LC3-associated phagocytosis is a new strategy to inhibit picornavirus infection through increasing interferon levels and lysosomal degradation
摘要
LC3-associated phagocytosis (LAP) is a novel type of noncanonical autophagy that contributes to inflammatory responses and immune regulation in various cell and tissue types infected by DNA and RNA viruses. The role of LAP during picornavirus infection remains unclear. Here, using PK-15 cells, Vero cells and mice lacking the WD domain of ATG16L1 as a LAP deficient model, we found that infection with foot-and-mouth disease virus (FMDV), senecavirus A (SVA), and enterovirus 71 (EV71) induced LAP, and LAP inhibited the replication of these viruses. Further investigation revealed that LAP inhibited FMDV replication through increasing interferon levels and promoting lysosomal degradation. In addition, GBP1, IFITM3, OASL, IIFIT1, Mx1 and other innate immune factors related to the interferon pathway were significantly inhibited in LAP-deficient cells during FMDV infection. Furthermore, LAP-deficient mice were more susceptible to FMDV, with greater lethality and more severe pathological damage and viral loads in the blood, heart, spleen, liver, lungs and kidneys. In conclusion, this study uncovers a novel mechanism of the host antiviral effect of LAP on picornaviruses and provides a theoretical basis for the development of new antiviral strategies against picornaviruses.
Importance:
FMDV, SVA and EV71 all belong to the Picornaviridae family, which has single-stranded positive-sense RNA, is nonenveloped and can cause diseases in both humans and animals.
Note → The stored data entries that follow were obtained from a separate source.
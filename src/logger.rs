// This module defines the Logger thread, the single owner of the tracking
// Session. Reader threads send it input notifications; it applies them in
// arrival order, prints the live statistics line, and hands the finished
// session back when tracking stops.

use crate::capture::InputNotification;
use crate::session::stats::PerformanceSnapshot;
use crate::session::Session;
use crate::util;
use colored::*;
use crossbeam_channel::{Receiver, RecvTimeoutError};
use std::io::{self, Write};
use std::time::{Duration, Instant};
use tracing::{debug, info, trace, warn};

/// A message sent from a reader thread (or the signal handler) to the logger.
#[derive(Debug)]
pub enum LogMessage {
    /// One decoded notification. The logger stamps it on receipt.
    Input { notification: InputNotification },
    /// A capture source hit EOF or a read error.
    SourceClosed { label: String },
    /// Stop requested from outside, e.g. SIGINT.
    Shutdown,
}

/// Why the logger loop ended.
#[derive(Debug, Clone, Copy, PartialEq, Eq)]
pub enum StopReason {
    StopKey,
    Shutdown,
    SourcesClosed,
    Disconnected,
}

/// Settings the logger needs from the session config.
#[derive(Debug, Clone)]
pub struct LoggerOptions {
    pub stop_key: String,
    /// Zero disables the live line.
    pub live_interval: Duration,
    pub sources: usize,
}

pub struct Logger {
    receiver: Receiver<LogMessage>,
    session: Session,
    stop_key: String,
    live_interval: Duration,
    open_sources: usize,
    last_live: Instant,
    live_shown: bool,
    last_stamp: f64,
}

impl Logger {
    /// Creates a logger around `session`, which is started here if still Idle.
    pub fn new(receiver: Receiver<LogMessage>, mut session: Session, options: LoggerOptions) -> Self {
        if !session.is_tracking() {
            session.start();
        }
        Logger {
            receiver,
            session,
            stop_key: options.stop_key,
            live_interval: options.live_interval,
            open_sources: options.sources,
            last_live: Instant::now(),
            live_shown: false,
            last_stamp: f64::NEG_INFINITY,
        }
    }

    /// Runs until a stop trigger arrives, then stops the session and returns it.
    pub fn run(mut self) -> (Session, StopReason) {
        let reason = self.receive_loop();
        if self.live_shown {
            // Leave the carriage-returned live line intact.
            eprintln!();
        }
        self.session.stop();
        info!(?reason, events = self.session.event_log().len(), "Logger finished");
        (self.session, reason)
    }

    fn receive_loop(&mut self) -> StopReason {
        // Wake at least this often to keep the live line on schedule.
        let tick = if self.live_interval.is_zero() {
            Duration::from_millis(250)
        } else {
            self.live_interval.min(Duration::from_millis(250))
        };

        loop {
            if !self.live_interval.is_zero() && self.last_live.elapsed() >= self.live_interval {
                self.print_live();
                self.last_live = Instant::now();
            }

            match self.receiver.recv_timeout(tick) {
                Ok(msg) => {
                    if let Some(reason) = self.process_message(msg) {
                        return reason;
                    }
                }
                Err(RecvTimeoutError::Timeout) => continue,
                Err(RecvTimeoutError::Disconnected) => {
                    debug!("Logger channel disconnected");
                    return StopReason::Disconnected;
                }
            }
        }
    }

    /// Applies one message. Returns a reason when it ends the session.
    fn process_message(&mut self, msg: LogMessage) -> Option<StopReason> {
        match msg {
            LogMessage::Input { notification } => {
                let stop = notification.is_release_of(&self.stop_key);
                let (kind, data) = notification.normalize();
                trace!(%kind, ?data, "Input");
                let timestamp = self.stamp(util::now_secs());
                self.session.record_at(timestamp, kind, data);
                if stop {
                    info!(key = %self.stop_key, "Stop key released");
                    return Some(StopReason::StopKey);
                }
                None
            }
            LogMessage::SourceClosed { label } => {
                self.open_sources = self.open_sources.saturating_sub(1);
                info!(source = %label, remaining = self.open_sources, "Capture source closed");
                (self.open_sources == 0).then_some(StopReason::SourcesClosed)
            }
            LogMessage::Shutdown => Some(StopReason::Shutdown),
        }
    }

    /// Arrival-order timestamps, held non-decreasing across wall-clock steps.
    fn stamp(&mut self, now: f64) -> f64 {
        self.last_stamp = self.last_stamp.max(now);
        self.last_stamp
    }

    fn print_live(&mut self) {
        let line = live_line(&self.session.snapshot());
        let mut stderr = io::stderr().lock();
        if write!(stderr, "\r{}", line).and_then(|()| stderr.flush()).is_err() {
            warn!("Failed to write live statistics");
        }
        self.live_shown = true;
    }
}

/// The one-line live statistics display.
pub fn live_line(perf: &PerformanceSnapshot) -> String {
    format!(
        "{} CPS: {:5.1} | KPS: {:5.1} | Avg Interval: {:6.1}ms | Events: {:5} | Time: {:6.1}s",
        "Live Stats:".bright_cyan().bold(),
        perf.clicks_per_second,
        perf.keys_per_second,
        perf.avg_key_interval_ms,
        perf.total_events,
        perf.session_duration,
    )
}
A noncanonical function of the autophagy machinery known as LC3-associated phagocytosis (LAP), utilizes a portion of components of the canonical autophagy machinery, is one of the important ways for cells to cope with pathogen infection. This study revealed a new strategy to inhibit picornavirus replication through increasing interferon levels and promoting lysosomal degradation, further highlighting the important role of LAP in antiviral immunity and providing a theoretical basis and experimental support for the development of new antiviral strategies.